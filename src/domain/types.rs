//! Shared domain types.
//!
//! These types are small, `Copy` where possible, and serializable so results
//! can be exported by callers (printing, plotting, JSON dumps).

use std::fmt;
use std::str::FromStr;

use serde::{Deserialize, Serialize};

use crate::error::{RdError, Result};

/// Side of the cutoff.
///
/// Control observations (`score < cutoff`) are on the left, treated
/// observations (`score >= cutoff`) on the right.
#[derive(Debug, Clone, Copy, PartialEq, Eq, Hash, Serialize, Deserialize)]
#[serde(rename_all = "lowercase")]
pub enum Side {
    Left,
    Right,
}

impl Side {
    pub const BOTH: [Side; 2] = [Side::Left, Side::Right];

    pub fn label(self) -> &'static str {
        match self {
            Side::Left => "left",
            Side::Right => "right",
        }
    }
}

impl fmt::Display for Side {
    fn fmt(&self, f: &mut fmt::Formatter<'_>) -> fmt::Result {
        f.write_str(self.label())
    }
}

/// Kernel used to weight observations by their normalized distance to the cutoff.
///
/// All kernels are supported on `[-1, 1]` and zero outside.
#[derive(Debug, Clone, Copy, PartialEq, Eq, Default, Serialize, Deserialize)]
#[serde(rename_all = "lowercase")]
pub enum Kernel {
    Uniform,
    #[default]
    Triangular,
    Epanechnikov,
}

impl Kernel {
    pub fn display_name(self) -> &'static str {
        match self {
            Kernel::Uniform => "Uniform",
            Kernel::Triangular => "Triangular",
            Kernel::Epanechnikov => "Epanechnikov",
        }
    }
}

impl FromStr for Kernel {
    type Err = RdError;

    fn from_str(s: &str) -> Result<Self> {
        match s.to_ascii_lowercase().as_str() {
            "uniform" | "uni" => Ok(Kernel::Uniform),
            "triangular" | "tri" => Ok(Kernel::Triangular),
            "epanechnikov" | "epa" => Ok(Kernel::Epanechnikov),
            other => Err(RdError::InvalidConfig(format!("unknown kernel '{other}'"))),
        }
    }
}

/// Plug-in bandwidth selection rule.
///
/// `mse*` rules minimise an asymptotic mean squared error; `cer*` rules shrink
/// the MSE-optimal main bandwidth to target coverage error of the robust
/// confidence interval.
#[derive(Debug, Clone, Copy, PartialEq, Eq, Hash, Default, Serialize, Deserialize)]
#[serde(rename_all = "lowercase")]
pub enum BandwidthRule {
    /// One common MSE-optimal bandwidth for the RD estimand.
    #[default]
    Mserd,
    /// Separate MSE-optimal bandwidths per side.
    Msetwo,
    /// One common MSE-optimal bandwidth for the sum of the two intercepts.
    Msesum,
    /// `min(mserd, msesum)`.
    Msecomb1,
    /// Per side `median(mserd, msetwo, msesum)`.
    Msecomb2,
    Cerrd,
    Certwo,
    Cersum,
    Cercomb1,
    Cercomb2,
}

impl BandwidthRule {
    pub const ALL: [BandwidthRule; 10] = [
        BandwidthRule::Mserd,
        BandwidthRule::Msetwo,
        BandwidthRule::Msesum,
        BandwidthRule::Msecomb1,
        BandwidthRule::Msecomb2,
        BandwidthRule::Cerrd,
        BandwidthRule::Certwo,
        BandwidthRule::Cersum,
        BandwidthRule::Cercomb1,
        BandwidthRule::Cercomb2,
    ];

    pub fn name(self) -> &'static str {
        match self {
            BandwidthRule::Mserd => "mserd",
            BandwidthRule::Msetwo => "msetwo",
            BandwidthRule::Msesum => "msesum",
            BandwidthRule::Msecomb1 => "msecomb1",
            BandwidthRule::Msecomb2 => "msecomb2",
            BandwidthRule::Cerrd => "cerrd",
            BandwidthRule::Certwo => "certwo",
            BandwidthRule::Cersum => "cersum",
            BandwidthRule::Cercomb1 => "cercomb1",
            BandwidthRule::Cercomb2 => "cercomb2",
        }
    }

    pub fn is_cer(self) -> bool {
        matches!(
            self,
            BandwidthRule::Cerrd
                | BandwidthRule::Certwo
                | BandwidthRule::Cersum
                | BandwidthRule::Cercomb1
                | BandwidthRule::Cercomb2
        )
    }

    /// The MSE rule a CER rule is derived from (identity for MSE rules).
    pub fn mse_base(self) -> BandwidthRule {
        match self {
            BandwidthRule::Cerrd => BandwidthRule::Mserd,
            BandwidthRule::Certwo => BandwidthRule::Msetwo,
            BandwidthRule::Cersum => BandwidthRule::Msesum,
            BandwidthRule::Cercomb1 => BandwidthRule::Msecomb1,
            BandwidthRule::Cercomb2 => BandwidthRule::Msecomb2,
            other => other,
        }
    }
}

impl fmt::Display for BandwidthRule {
    fn fmt(&self, f: &mut fmt::Formatter<'_>) -> fmt::Result {
        f.write_str(self.name())
    }
}

impl FromStr for BandwidthRule {
    type Err = RdError;

    fn from_str(s: &str) -> Result<Self> {
        let lower = s.to_ascii_lowercase();
        BandwidthRule::ALL
            .into_iter()
            .find(|rule| rule.name() == lower)
            .ok_or_else(|| RdError::InvalidConfig(format!("unknown bandwidth rule '{s}'")))
    }
}

/// Residual construction used by the sandwich variance estimator.
#[derive(Debug, Clone, Copy, PartialEq, Eq, Default, Serialize, Deserialize)]
#[serde(rename_all = "lowercase")]
pub enum VarianceEstimator {
    /// Nearest-neighbour residuals (matching on the score).
    #[default]
    Nn,
    Hc0,
    Hc1,
    Hc2,
    Hc3,
}

impl VarianceEstimator {
    pub fn display_name(self) -> &'static str {
        match self {
            VarianceEstimator::Nn => "NN",
            VarianceEstimator::Hc0 => "HC0",
            VarianceEstimator::Hc1 => "HC1",
            VarianceEstimator::Hc2 => "HC2",
            VarianceEstimator::Hc3 => "HC3",
        }
    }
}

/// Reference distribution for confidence intervals and p-values.
#[derive(Debug, Clone, Copy, PartialEq, Eq, Default, Serialize, Deserialize)]
#[serde(rename_all = "lowercase")]
pub enum CriticalValue {
    #[default]
    Normal,
    StudentT,
}

/// A `(left, right)` bandwidth pair.
#[derive(Debug, Clone, Copy, PartialEq, Serialize, Deserialize)]
pub struct Bandwidths {
    pub left: f64,
    pub right: f64,
}

impl Bandwidths {
    pub fn new(left: f64, right: f64) -> Self {
        Self { left, right }
    }

    /// Same bandwidth on both sides.
    pub fn common(h: f64) -> Self {
        Self { left: h, right: h }
    }

    pub fn get(&self, side: Side) -> f64 {
        match side {
            Side::Left => self.left,
            Side::Right => self.right,
        }
    }

    pub fn max(&self) -> f64 {
        self.left.max(self.right)
    }

    /// Reject non-positive or non-finite bandwidths.
    pub fn validate(&self) -> Result<()> {
        for side in Side::BOTH {
            let value = self.get(side);
            if !(value.is_finite() && value > 0.0) {
                return Err(RdError::InvalidBandwidth { side, value });
            }
        }
        Ok(())
    }
}

/// Main (`h`) and bias (`b`) bandwidths returned by the selector.
#[derive(Debug, Clone, Copy, PartialEq, Serialize, Deserialize)]
pub struct BandwidthSet {
    pub h: Bandwidths,
    pub b: Bandwidths,
}

/// Which estimate / standard error pairing an inference row reports.
#[derive(Debug, Clone, Copy, PartialEq, Eq, Serialize, Deserialize)]
#[serde(rename_all = "lowercase")]
pub enum InferenceMethod {
    /// Point estimate with the conventional standard error.
    Conventional,
    /// Bias-corrected estimate with the conventional standard error.
    BiasCorrected,
    /// Bias-corrected estimate with the robust standard error.
    Robust,
}

impl InferenceMethod {
    pub fn display_name(self) -> &'static str {
        match self {
            InferenceMethod::Conventional => "Conventional",
            InferenceMethod::BiasCorrected => "Bias-Corrected",
            InferenceMethod::Robust => "Robust",
        }
    }
}

/// One row of the inference table.
#[derive(Debug, Clone, Copy, PartialEq, Serialize)]
pub struct InferenceRow {
    pub method: InferenceMethod,
    pub coefficient: f64,
    pub std_error: f64,
    pub statistic: f64,
    pub p_value: f64,
    pub interval: (f64, f64),
}

/// Full output of a robust bias-corrected RD estimation.
#[derive(Debug, Clone, Serialize)]
pub struct RdEstimate {
    pub cutoff: f64,
    pub order: usize,
    pub bias_order: usize,
    pub kernel: Kernel,
    /// `None` when the caller supplied the bandwidths.
    pub rule: Option<BandwidthRule>,
    pub variance: VarianceEstimator,
    pub critical_value: CriticalValue,
    pub level: f64,

    /// Right intercept minus left intercept at the main bandwidth.
    pub point_estimate: f64,
    /// Point estimate minus the estimated leading bias.
    pub bias_corrected_estimate: f64,
    /// Robust standard error (accounts for the bias-correction step).
    pub standard_error: f64,
    pub conventional_se: f64,
    /// Robust interval centred at the bias-corrected estimate.
    pub confidence_interval: (f64, f64),
    /// Conventional interval centred at the point estimate.
    pub conventional_interval: (f64, f64),

    pub bandwidth_used: Bandwidths,
    pub bias_bandwidth: Bandwidths,

    /// Observations inside the main bandwidth window.
    pub n_left: usize,
    pub n_right: usize,
    /// Observations with positive kernel weight at the main bandwidth.
    pub n_effective_left: usize,
    pub n_effective_right: usize,
    /// All observations on each side of the cutoff.
    pub total_left: usize,
    pub total_right: usize,
    pub n_clusters: Option<usize>,

    /// Polynomial coefficients in powers of `score - cutoff`.
    pub coef_left: Vec<f64>,
    pub coef_right: Vec<f64>,
    /// Pooled covariate coefficients (empty without covariates).
    pub gamma: Vec<f64>,

    pub rows: Vec<InferenceRow>,
}

impl RdEstimate {
    pub fn row(&self, method: InferenceMethod) -> Option<&InferenceRow> {
        self.rows.iter().find(|r| r.method == method)
    }
}

#[cfg(test)]
mod tests {
    use super::*;

    #[test]
    fn bandwidth_validation_names_the_side() {
        let err = Bandwidths::new(-1.0, 2.0).validate().unwrap_err();
        assert!(matches!(
            err,
            RdError::InvalidBandwidth {
                side: Side::Left,
                ..
            }
        ));

        let err = Bandwidths::new(1.0, f64::NAN).validate().unwrap_err();
        assert!(matches!(
            err,
            RdError::InvalidBandwidth {
                side: Side::Right,
                ..
            }
        ));

        assert!(Bandwidths::common(0.5).validate().is_ok());
    }

    #[test]
    fn parse_rules_and_kernels() {
        assert_eq!("cerrd".parse::<BandwidthRule>().unwrap(), BandwidthRule::Cerrd);
        assert_eq!("MSETWO".parse::<BandwidthRule>().unwrap(), BandwidthRule::Msetwo);
        assert!("mse".parse::<BandwidthRule>().is_err());
        assert_eq!("tri".parse::<Kernel>().unwrap(), Kernel::Triangular);
        assert_eq!("epanechnikov".parse::<Kernel>().unwrap(), Kernel::Epanechnikov);
    }

    #[test]
    fn cer_rules_map_to_mse_base() {
        for rule in BandwidthRule::ALL {
            assert!(!rule.mse_base().is_cer());
            assert_eq!(rule.is_cer(), rule.mse_base() != rule);
        }
    }
}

WHAT NEEDS TO BE DONE: Looking at the records above, say how many of their lines include the word "Debug", with no other words.

SOLUTION FOR THIS PROBLEM: 10